MCM - Алессандро Надзари
Шрифт:
Интервал:
Закладка:
Остальных жильцов Энрико знал не так хорошо, да и в краткие моменты пересечений не заметил за ними ничего любопытного. Но нет сомнений, что приметил бы, ведь он вновь поймал и скользящий по дорожным сумкам взгляд Мартина, и гасящую лишние колебания напряжённость несущей поклажу руки. Прикусил губу, укорив себя за то, что не подумал о возможной хрупкости груза, когда при встрече подхватил саквояж: там ведь наверняка не только одежда, но и какие-нибудь милые сердцу безделушки и агрегаты. Напомнил, что им нужен шестой этаж. «Не в экономии дело, но в виде!» — продекламировал он, отворяя дверь.

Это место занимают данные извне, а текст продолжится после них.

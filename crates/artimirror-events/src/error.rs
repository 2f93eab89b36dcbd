//! Event bus error primitives.

use std::fmt::{self, Display, Formatter};

use crate::payloads::EventId;

/// Error emitted when event publishing fails.
#[derive(Debug, Clone, Copy, PartialEq, Eq)]
pub enum EventBusError {
    /// No subscriber was attached when the event was broadcast.
    NoSubscribers {
        /// Identifier assigned to the event.
        event_id: EventId,
        /// Event kind string for filtering in logs.
        event_kind: &'static str,
    },
}

impl EventBusError {
    /// Identifier assigned to the event when the failure occurred.
    #[must_use]
    pub const fn event_id(&self) -> EventId {
        match self {
            Self::NoSubscribers { event_id, .. } => *event_id,
        }
    }

    /// Event kind string associated with the failed delivery.
    #[must_use]
    pub const fn event_kind(&self) -> &'static str {
        match self {
            Self::NoSubscribers { event_kind, .. } => event_kind,
        }
    }
}

impl Display for EventBusError {
    fn fmt(&self, formatter: &mut Formatter<'_>) -> fmt::Result {
        formatter.write_str("event bus has no subscribers")
    }
}

impl std::error::Error for EventBusError {}

/// Result wrapper for event bus operations.
pub type EventBusResult<T> = Result<T, EventBusError>;

#[cfg(test)]
mod tests {
    use super::*;

    #[test]
    fn event_bus_error_exposes_fields() {
        let err = EventBusError::NoSubscribers {
            event_id: 42,
            event_kind: "seeding_started",
        };

        assert_eq!(err.event_id(), 42);
        assert_eq!(err.event_kind(), "seeding_started");
        assert_eq!(err.to_string(), "event bus has no subscribers");
    }
}
impl TorrentTransport {
    /// Timeout applied to each peer fetch.
    #[must_use]
    pub const fn fetch_timeout(&self) -> Duration {
        self.fetch_timeout
    }

    /// Download `url` to `target` from peers.
    ///
    /// Returns the content identity on success and `None` when the caller
    /// should download directly instead. The manifest URL is always fetched
    /// directly and returns a manifest digest.
    ///
    /// # Errors
    ///
    /// Returns [`TransportError::DownloadFailed`] when a peer fetch was
    /// attempted and failed, and [`TransportError::Fatal`] for internal
    /// engine failures.
    pub async fn download_url_to(&self, url: &Url, target: &Path) -> TransportResult<Option<String>> {
        if is_manifest_url(url) {
            return Ok(self.fetch_manifest(url, target).await);
        }
        let Some(parsed) = ParsedArtifactUrl::parse(url) else {
            self.fall_back(url, "unrecognised_url", "Peer transport skipped: unrecognised URL");
            return Ok(None);
        };
        let Some(metadata) = self.fetch_metadata(&parsed).await else {
            return Ok(None);
        };

        if let Some(threshold) = self.settings.snapshot().threshold_bytes()
            && metadata.length() < threshold
        {
            self.fall_back(
                url,
                "below_threshold",
                &format!("{} is below the peer transfer size threshold", parsed.relative()),
            );
            return Ok(None);
        }

        let engine = self.seeder.engine();
        let peers = engine
            .count_reachable_peers(&metadata)
            .await
            .map_err(|err| self.failed(url, err))?;
        if peers < MIN_SEEDERS_COUNT_TO_TRY {
            self.fall_back(
                url,
                "not_enough_peers",
                &format!("Not enough peers for {} ({peers} found)", parsed.relative()),
            );
            return Ok(None);
        }

        let name = target
            .file_name()
            .map_or_else(|| parsed.relative().to_string(), |n| n.to_string_lossy().into_owned());
        self.log.progress_started(&format!("Downloading {name} from peers"));
        let result = self.fetch_from_peers(&parsed, &metadata, target).await;
        self.log.progress_finished(&format!("Finished downloading {name}"));
        result.map(Some)
    }

    /// Content identity of the metadata published for `url`, without fetching
    /// the content.
    pub async fn get_digest(&self, url: &Url) -> Option<String> {
        let parsed = ParsedArtifactUrl::parse(url)?;
        self.fetch_metadata(&parsed)
            .await
            .map(|metadata| metadata.info_hash().to_hex())
    }

    async fn fetch_from_peers(
        &self,
        parsed: &ParsedArtifactUrl,
        metadata: &TorrentMetadata,
        target: &Path,
    ) -> TransportResult<String> {
        let url = parsed.url();
        let work_dir = default_work_dir(target);
        let started = Instant::now();
        let request = FetchRequest {
            metadata,
            target,
            work_dir: &work_dir,
            timeout: self.fetch_timeout,
            min_peers: MIN_SEEDERS_COUNT_TO_TRY,
        };
        let fetched = tokio::time::timeout(self.fetch_timeout, self.seeder.engine().fetch(request))
            .await
            .unwrap_or(Err(TorrentError::Timeout {
                operation: "transport.fetch",
                limit: self.fetch_timeout,
            }));
        if let Err(err) = fetched {
            self.log.warn(&format!("Unable to download {url} from peers"));
            return Err(self.failed(url, err));
        }

        let elapsed_ms = started.elapsed().as_millis().max(1);
        let speed = u128::from(metadata.length()) / elapsed_ms;
        self.log
            .info(&format!("Download successful. Avg speed {speed} kb/s"));
        let info_hash = metadata.info_hash();
        if let Err(err) = self.share(parsed, metadata, target).await {
            warn!(url = %url, error = %err, "fetched object not cached for seeding");
        }

        self.metrics.inc_transport_outcome(TransportOutcome::Completed);
        self.publish_event(Event::TransportCompleted {
            url: url.to_string(),
            info_hash: info_hash.to_hex(),
        });
        info!(url = %url, info_hash = %info_hash, "artifact fetched from peers");
        Ok(info_hash.to_hex())
    }

    /// Persist metadata beside the fetched file, link it, and seed it.
    async fn share(
        &self,
        parsed: &ParsedArtifactUrl,
        metadata: &TorrentMetadata,
        target: &Path,
    ) -> SeederResult<()> {
        let outside = || SeederError::InvalidInput {
            field: "target",
            reason: "outside_artifact_root",
            value: Some(target.display().to_string()),
        };
        let root = real_root(target, parsed.relative()).ok_or_else(outside)?;
        let metadata_file: PathBuf =
            metadata_path(&torrents_root(&root), parsed.relative()).ok_or_else(outside)?;
        let to_save = metadata.clone();
        let save_path = metadata_file.clone();
        tokio::task::spawn_blocking(move || to_save.save(&save_path))
            .await
            .map_err(|source| SeederError::Task {
                operation: "transport.save_metadata",
                source,
            })?
            .map_err(|source| SeederError::Engine {
                operation: "transport.save_metadata",
                source,
            })?;

        let scope = BuildScope::new(parsed.build_type_id(), parsed.build_id())?;
        self.seeder
            .links()
            .create_link(target, &metadata_file, parsed.relative(), &scope)?;

        if self.settings.snapshot().seeder_enabled && self.seeder.is_running() {
            self.seeder.seed(&metadata_file, target).await?;
        }
        Ok(())
    }

    async fn fetch_manifest(&self, url: &Url, target: &Path) -> Option<String> {
        let bytes = match self.fetcher.get_bytes(url, self.credentials.as_ref()).await {
            Ok(bytes) => bytes,
            Err(err) => {
                warn!(url = %err.url(), error = %err, "manifest download failed");
                self.log.warn(&format!("Unable to download {url}"));
                return None;
            }
        };
        let manifest = match IvyManifest::parse(&bytes) {
            Ok(manifest) => manifest,
            Err(err) => {
                warn!(url = %url, error = %err, "manifest parse failed");
                self.log.warn(&format!("Unable to parse {url}"));
                return None;
            }
        };
        if let Err(err) = write_file(target, &bytes).await {
            warn!(target = %target.display(), error = %err, "failed to write manifest");
            self.log.warn(&format!("Unable to save {}", target.display()));
            return None;
        }

        let backed = manifest.metadata_backed();
        debug!(url = %url, artifacts = backed.len(), "indexed metadata-backed artifacts");
        self.published
            .lock()
            .unwrap_or_else(PoisonError::into_inner)
            .extend(backed);
        self.metrics.inc_transport_outcome(TransportOutcome::Manifest);
        Some(manifest.digest())
    }

    async fn fetch_metadata(&self, parsed: &ParsedArtifactUrl) -> Option<TorrentMetadata> {
        let url = parsed.url();
        let known = self
            .published
            .lock()
            .unwrap_or_else(PoisonError::into_inner)
            .contains_key(parsed.relative());
        if !known {
            self.fall_back(
                url,
                "not_published",
                &format!("{} was not published for peer transport", parsed.relative()),
            );
            return None;
        }

        let metadata_url = parsed.metadata_url();
        let bytes = match self
            .fetcher
            .get_bytes(&metadata_url, self.credentials.as_ref())
            .await
        {
            Ok(bytes) => bytes,
            Err(err) => {
                self.fall_back(
                    url,
                    "metadata_unavailable",
                    &format!("Unable to download {}", err.url()),
                );
                return None;
            }
        };
        match TorrentMetadata::from_bytes(&bytes) {
            Ok(metadata) => Some(metadata),
            Err(err) => {
                warn!(url = %metadata_url, error = %err, "metadata file unreadable");
                self.fall_back(
                    url,
                    "metadata_invalid",
                    &format!("Unable to read {metadata_url}"),
                );
                None
            }
        }
    }

    fn fall_back(&self, url: &Url, reason: &str, message: &str) {
        debug!(url = %url, reason, "falling back to direct transfer");
        self.log.info(message);
        self.metrics.inc_transport_outcome(TransportOutcome::Fallback);
        self.publish_event(Event::TransportFallback {
            url: url.to_string(),
            reason: reason.to_string(),
        });
    }

    fn failed(&self, url: &Url, err: TorrentError) -> TransportError {
        warn!(url = %url, error = %err, "peer download failed");
        self.metrics.inc_transport_outcome(TransportOutcome::Failed);
        TransportError::from_engine(url.as_str(), err)
    }

    fn publish_event(&self, event: Event) {
        if let Err(error) = self.events.publish(event) {
            debug!(
                event_id = error.event_id(),
                event_kind = error.event_kind(),
                "event published without subscribers"
            );
        }
    }
}

async fn write_file(target: &Path, bytes: &[u8]) -> std::io::Result<()> {
    if let Some(parent) = target.parent() {
        tokio::fs::create_dir_all(parent).await?;
    }
    tokio::fs::write(target, bytes).await
}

Пред Мартином предстали две весьма компактных комнатки, последовательно соединённые коридорчиком. Первая, по всей видимости, отводилась для дел, предполагающих сидяче-стоячие положения тела, а вторая — стояче-лежачие, не подразумевая промежуточных положений, разве что на краю кровати. Хотя, в общем-то, обе приглашали расслабиться, помечтать, возможно даже, шопенгауэровски погрустить — всё благодаря монотонно выкрашенным стенам. Какой-то тёплый и густой оттенок тёмно-голубого, но не циан и не один из сизых, почитаемых в эмблемах американской «лиги плюща». Возможно, это и есть подлинный греческий ɣλαύκος, именно это определение отчего-то рисует воображение для описания. Энрико был верен себе — и, несомненно, тосковал. Диван и кресла первой комнаты, стоявшие на голом тёмном полу, обшиты серебристой объярью с неясным рисунком и выполнены, кажется, из берёзы, как и приставленный меж ними столик и расположенный в углу противоположной стены шкафчик для книг и бумаг, вряд ли составлявшие единую гарнитуру с означенными предметами мягкой мебели. На каком аукционе всё это приобретено? И ведь явно в едином порыве. Потолок был светло-серым, но не от хозяйской лени или копоти, но для придания общему цветовому решению большего спокойствия. Таким образом, получалось, что немногочисленная мебель была ярче и реальнее границ заключавшего её пространства, выступала акцентом, а сами плоскости, за исключением пола, будто размывали глубину и дальность, а при нынешнем освещении — полдень только близился — создавали эффект дымки. Подобное цветовое решение было выбрано и для второй комнаты, в которую были помещены также светлые берёзовые платяной шкаф, комод и простая кровать.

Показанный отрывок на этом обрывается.